Entries taken from a collection
============================================================

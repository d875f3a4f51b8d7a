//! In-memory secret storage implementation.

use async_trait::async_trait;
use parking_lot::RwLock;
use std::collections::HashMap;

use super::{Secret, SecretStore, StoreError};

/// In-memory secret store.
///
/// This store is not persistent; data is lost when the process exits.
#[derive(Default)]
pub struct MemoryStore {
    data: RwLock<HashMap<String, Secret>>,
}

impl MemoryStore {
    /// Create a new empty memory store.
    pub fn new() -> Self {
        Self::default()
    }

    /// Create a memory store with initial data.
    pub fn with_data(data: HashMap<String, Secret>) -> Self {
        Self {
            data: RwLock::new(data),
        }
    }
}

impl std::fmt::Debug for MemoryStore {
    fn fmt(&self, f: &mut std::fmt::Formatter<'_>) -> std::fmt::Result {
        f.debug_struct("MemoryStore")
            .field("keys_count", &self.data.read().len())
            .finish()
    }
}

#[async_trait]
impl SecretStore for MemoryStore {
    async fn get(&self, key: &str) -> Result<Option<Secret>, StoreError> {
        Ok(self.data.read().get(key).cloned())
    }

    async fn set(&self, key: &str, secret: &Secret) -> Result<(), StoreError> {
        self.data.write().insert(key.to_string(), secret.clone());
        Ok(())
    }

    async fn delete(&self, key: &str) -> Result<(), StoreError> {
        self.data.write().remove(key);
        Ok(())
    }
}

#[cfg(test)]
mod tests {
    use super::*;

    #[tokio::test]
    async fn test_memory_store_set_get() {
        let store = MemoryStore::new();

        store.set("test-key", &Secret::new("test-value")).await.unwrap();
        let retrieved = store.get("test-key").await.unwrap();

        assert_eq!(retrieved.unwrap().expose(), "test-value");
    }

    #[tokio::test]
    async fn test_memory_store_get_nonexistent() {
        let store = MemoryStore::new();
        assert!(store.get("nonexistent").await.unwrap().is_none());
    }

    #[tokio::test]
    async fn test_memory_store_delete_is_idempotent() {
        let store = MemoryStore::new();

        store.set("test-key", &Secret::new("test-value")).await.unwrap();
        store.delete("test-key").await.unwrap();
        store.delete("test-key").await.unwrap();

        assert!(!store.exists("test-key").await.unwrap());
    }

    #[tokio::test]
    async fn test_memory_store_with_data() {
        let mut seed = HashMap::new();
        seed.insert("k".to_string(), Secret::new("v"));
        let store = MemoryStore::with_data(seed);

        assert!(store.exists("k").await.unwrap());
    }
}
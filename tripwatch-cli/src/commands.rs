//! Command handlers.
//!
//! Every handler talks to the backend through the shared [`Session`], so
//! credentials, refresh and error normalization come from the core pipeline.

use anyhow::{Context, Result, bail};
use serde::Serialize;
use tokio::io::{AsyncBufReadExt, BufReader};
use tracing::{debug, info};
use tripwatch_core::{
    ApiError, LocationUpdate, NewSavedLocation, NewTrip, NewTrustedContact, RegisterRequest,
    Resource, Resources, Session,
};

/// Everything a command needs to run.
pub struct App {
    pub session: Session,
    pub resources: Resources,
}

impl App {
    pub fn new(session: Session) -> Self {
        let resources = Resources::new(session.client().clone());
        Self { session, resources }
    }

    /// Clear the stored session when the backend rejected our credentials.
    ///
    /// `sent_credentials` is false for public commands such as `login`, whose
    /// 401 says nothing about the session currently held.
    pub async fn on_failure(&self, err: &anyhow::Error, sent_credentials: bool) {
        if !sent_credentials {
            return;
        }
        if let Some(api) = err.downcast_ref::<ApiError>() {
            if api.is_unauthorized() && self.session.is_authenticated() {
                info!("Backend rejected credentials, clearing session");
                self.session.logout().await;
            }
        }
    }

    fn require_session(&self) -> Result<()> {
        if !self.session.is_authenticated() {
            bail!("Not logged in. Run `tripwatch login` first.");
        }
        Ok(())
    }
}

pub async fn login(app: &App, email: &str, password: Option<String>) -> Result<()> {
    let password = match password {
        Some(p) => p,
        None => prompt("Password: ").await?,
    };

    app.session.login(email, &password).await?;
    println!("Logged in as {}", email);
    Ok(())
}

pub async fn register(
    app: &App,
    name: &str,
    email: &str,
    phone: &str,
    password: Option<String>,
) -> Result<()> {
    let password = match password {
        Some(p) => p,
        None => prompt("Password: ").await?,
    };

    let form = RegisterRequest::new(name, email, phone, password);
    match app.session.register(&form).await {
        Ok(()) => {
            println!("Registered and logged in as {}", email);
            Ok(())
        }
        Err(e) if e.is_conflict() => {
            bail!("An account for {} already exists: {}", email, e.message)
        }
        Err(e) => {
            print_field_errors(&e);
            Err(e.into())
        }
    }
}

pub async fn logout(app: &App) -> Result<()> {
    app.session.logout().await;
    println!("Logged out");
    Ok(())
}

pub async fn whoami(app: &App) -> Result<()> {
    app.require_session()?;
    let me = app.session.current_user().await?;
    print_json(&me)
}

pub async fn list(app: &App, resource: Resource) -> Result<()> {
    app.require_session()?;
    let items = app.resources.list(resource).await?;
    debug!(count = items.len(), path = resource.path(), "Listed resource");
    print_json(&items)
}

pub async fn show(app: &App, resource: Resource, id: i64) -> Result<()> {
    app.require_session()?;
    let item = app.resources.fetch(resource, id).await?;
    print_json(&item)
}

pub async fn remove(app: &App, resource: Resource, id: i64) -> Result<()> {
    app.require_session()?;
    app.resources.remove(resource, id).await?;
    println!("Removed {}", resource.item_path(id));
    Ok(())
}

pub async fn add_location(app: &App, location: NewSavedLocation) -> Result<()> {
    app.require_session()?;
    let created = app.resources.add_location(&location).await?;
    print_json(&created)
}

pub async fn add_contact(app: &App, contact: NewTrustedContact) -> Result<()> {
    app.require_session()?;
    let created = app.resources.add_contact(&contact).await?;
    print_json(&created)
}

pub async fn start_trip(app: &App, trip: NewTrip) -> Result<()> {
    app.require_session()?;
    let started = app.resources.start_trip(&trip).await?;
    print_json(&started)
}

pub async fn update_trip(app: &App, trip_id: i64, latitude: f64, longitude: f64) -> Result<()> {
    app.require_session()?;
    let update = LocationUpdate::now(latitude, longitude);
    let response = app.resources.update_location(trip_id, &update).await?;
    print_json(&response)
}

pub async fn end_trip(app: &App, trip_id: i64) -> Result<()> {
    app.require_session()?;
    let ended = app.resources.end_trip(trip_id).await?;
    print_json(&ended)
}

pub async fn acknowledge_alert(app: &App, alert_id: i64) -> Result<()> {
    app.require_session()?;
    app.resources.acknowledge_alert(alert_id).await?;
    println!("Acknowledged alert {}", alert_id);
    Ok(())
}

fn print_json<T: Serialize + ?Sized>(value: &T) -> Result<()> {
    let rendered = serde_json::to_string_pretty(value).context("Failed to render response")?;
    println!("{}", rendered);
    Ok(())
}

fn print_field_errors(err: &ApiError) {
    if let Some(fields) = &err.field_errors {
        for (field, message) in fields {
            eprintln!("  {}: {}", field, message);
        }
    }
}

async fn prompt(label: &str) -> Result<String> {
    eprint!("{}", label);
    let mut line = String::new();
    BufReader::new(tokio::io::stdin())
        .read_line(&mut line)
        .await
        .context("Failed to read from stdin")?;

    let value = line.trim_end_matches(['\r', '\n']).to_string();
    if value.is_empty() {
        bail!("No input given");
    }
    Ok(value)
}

============================================================

• [Exercise details]
Once you have counted the lines above containing the word "latitude", state that number and nothing more.

• [Solution to this task]
2